=== Begin Enclosure ===

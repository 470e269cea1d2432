//! Process-wide tracing setup

use std::fs::{File, OpenOptions};
use std::sync::Arc;
use tracing::Level;
use tracing_subscriber::{
    fmt::{self, format::FmtSpan},
    layer::SubscriberExt,
    util::SubscriberInitExt,
    EnvFilter,
};

use crate::config::LoggingConfig;

/// Install the global subscriber.
///
/// `RUST_LOG` wins over `logging.level` when set. With `file_path` the output
/// is appended to that file instead of stdout, without ANSI colours.
pub fn init_logging(config: &LoggingConfig) -> anyhow::Result<()> {
    let log_level = parse_log_level(&config.level)?;

    let env_filter = EnvFilter::try_from_default_env()
        .or_else(|_| EnvFilter::try_new(&config.level))
        .unwrap_or_else(|_| EnvFilter::new(log_level.to_string()));

    let registry = tracing_subscriber::registry().with(env_filter);
    let sink = config.file_path.as_deref().map(open_log_file).transpose()?;

    if config.format.as_str() == "json" {
        let json_layer = fmt::layer()
            .json()
            .with_span_events(FmtSpan::CLOSE)
            .with_current_span(true)
            .with_target(true)
            .with_line_number(true);

        match sink {
            Some(file) => registry.with(json_layer.with_writer(file)).try_init()?,
            None => registry.with(json_layer).try_init()?,
        }
    } else {
        let pretty_layer = fmt::layer().compact().with_target(true);

        match sink {
            Some(file) => registry
                .with(pretty_layer.with_ansi(false).with_writer(file))
                .try_init()?,
            None => registry.with(pretty_layer).try_init()?,
        }
    }

    Ok(())
}

fn open_log_file(path: &str) -> anyhow::Result<Arc<File>> {
    let file = OpenOptions::new().create(true).append(true).open(path)?;
    Ok(Arc::new(file))
}

fn parse_log_level(level: &str) -> anyhow::Result<Level> {
    match level.trim().to_lowercase().as_str() {
        "trace" => Ok(Level::TRACE),
        "debug" => Ok(Level::DEBUG),
        "info" => Ok(Level::INFO),
        "warn" | "warning" => Ok(Level::WARN),
        "error" => Ok(Level::ERROR),
        _ => Err(anyhow::anyhow!("Invalid log level: {level}")),
    }
}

=== End Enclosure ===

◆ **WHAT IS BEING ASKED**
How many of the lines above hold the word "Result"? Answer with only the number.

◆ **REPLY**
3